(Saved data entries)
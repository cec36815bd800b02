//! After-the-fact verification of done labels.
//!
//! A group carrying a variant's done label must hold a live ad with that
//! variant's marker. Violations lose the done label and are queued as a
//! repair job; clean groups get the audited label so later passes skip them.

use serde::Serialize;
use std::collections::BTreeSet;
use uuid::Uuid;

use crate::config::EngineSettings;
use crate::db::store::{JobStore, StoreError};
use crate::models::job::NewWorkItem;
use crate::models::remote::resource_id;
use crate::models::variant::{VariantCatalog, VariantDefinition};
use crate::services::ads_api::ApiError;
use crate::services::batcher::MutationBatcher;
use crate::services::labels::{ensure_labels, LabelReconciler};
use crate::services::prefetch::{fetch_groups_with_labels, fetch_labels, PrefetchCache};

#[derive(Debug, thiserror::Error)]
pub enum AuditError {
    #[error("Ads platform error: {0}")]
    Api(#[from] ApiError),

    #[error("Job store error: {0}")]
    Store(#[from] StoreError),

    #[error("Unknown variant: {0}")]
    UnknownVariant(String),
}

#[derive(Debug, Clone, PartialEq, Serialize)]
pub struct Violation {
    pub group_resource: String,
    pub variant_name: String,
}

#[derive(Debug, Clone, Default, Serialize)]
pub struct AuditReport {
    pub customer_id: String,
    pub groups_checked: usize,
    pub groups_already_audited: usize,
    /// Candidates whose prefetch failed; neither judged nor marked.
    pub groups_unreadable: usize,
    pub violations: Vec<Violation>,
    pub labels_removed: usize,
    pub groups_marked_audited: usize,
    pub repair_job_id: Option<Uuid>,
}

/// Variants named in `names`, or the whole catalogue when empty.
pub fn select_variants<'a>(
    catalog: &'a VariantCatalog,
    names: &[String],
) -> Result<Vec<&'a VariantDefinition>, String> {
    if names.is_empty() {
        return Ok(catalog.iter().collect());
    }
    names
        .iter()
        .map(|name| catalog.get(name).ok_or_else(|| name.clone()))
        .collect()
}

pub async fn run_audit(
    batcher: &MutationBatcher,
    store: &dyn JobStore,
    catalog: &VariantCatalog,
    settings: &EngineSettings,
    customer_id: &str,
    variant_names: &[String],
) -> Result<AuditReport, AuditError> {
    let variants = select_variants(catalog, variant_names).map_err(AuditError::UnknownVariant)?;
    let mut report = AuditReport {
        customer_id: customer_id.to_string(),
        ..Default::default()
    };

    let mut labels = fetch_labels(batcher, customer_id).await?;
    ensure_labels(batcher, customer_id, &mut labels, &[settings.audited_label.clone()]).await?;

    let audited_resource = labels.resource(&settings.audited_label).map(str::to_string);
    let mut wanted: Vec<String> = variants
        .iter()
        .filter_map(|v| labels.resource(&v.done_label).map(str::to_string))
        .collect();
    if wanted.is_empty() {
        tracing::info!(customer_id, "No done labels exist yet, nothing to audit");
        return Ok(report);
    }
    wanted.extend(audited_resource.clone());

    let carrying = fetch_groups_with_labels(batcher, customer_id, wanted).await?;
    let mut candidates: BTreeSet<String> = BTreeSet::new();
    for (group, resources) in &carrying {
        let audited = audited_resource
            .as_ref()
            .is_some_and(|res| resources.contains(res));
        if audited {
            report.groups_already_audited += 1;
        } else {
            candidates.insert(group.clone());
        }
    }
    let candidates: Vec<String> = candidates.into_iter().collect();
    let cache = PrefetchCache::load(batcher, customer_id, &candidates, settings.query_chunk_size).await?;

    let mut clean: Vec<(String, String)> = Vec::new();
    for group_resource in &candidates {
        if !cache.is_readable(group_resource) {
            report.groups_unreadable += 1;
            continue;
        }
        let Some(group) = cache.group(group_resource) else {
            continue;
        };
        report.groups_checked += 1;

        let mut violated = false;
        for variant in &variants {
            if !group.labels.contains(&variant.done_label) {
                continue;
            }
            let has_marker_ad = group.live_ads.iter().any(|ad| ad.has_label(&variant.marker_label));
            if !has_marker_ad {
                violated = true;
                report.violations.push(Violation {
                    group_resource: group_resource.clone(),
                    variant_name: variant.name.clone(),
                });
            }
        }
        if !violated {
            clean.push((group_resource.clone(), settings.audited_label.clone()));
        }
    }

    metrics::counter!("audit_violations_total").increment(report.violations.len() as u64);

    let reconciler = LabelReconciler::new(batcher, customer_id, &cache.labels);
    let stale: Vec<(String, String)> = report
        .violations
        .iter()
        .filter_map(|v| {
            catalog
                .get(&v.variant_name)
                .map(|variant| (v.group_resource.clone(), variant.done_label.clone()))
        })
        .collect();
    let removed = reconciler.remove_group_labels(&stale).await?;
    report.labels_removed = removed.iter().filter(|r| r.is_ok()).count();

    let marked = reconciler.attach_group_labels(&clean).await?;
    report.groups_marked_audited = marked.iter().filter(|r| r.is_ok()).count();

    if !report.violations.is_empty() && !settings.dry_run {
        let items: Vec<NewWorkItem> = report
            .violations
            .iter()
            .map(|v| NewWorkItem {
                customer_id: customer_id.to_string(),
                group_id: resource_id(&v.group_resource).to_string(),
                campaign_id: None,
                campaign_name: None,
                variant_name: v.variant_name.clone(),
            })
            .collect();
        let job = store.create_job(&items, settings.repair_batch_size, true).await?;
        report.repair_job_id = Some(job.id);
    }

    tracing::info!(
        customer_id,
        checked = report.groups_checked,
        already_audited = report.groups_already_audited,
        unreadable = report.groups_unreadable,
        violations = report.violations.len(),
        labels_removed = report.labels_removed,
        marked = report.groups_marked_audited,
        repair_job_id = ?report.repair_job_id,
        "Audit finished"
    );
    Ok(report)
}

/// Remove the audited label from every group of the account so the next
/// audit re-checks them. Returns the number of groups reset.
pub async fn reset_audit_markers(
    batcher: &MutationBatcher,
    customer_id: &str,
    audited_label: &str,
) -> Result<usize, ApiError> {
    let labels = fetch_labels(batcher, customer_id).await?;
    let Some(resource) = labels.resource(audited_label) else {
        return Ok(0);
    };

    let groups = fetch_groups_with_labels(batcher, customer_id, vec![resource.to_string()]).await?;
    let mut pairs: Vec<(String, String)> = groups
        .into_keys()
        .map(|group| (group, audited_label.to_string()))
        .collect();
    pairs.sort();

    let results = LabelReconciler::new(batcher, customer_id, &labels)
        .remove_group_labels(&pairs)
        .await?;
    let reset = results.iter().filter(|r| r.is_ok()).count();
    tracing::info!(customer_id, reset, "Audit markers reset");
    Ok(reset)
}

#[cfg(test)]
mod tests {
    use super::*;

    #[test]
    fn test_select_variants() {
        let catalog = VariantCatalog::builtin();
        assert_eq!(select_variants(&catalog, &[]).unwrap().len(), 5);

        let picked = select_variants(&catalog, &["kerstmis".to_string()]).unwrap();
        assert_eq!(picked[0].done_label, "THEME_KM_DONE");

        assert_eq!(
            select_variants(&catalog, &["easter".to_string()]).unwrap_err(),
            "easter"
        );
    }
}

> PROBLEM DESCRIPTION
Go through the entries above and report how many lines hold the word "ApiError". Nothing but the number is needed.

> WRITTEN SOLUTION
3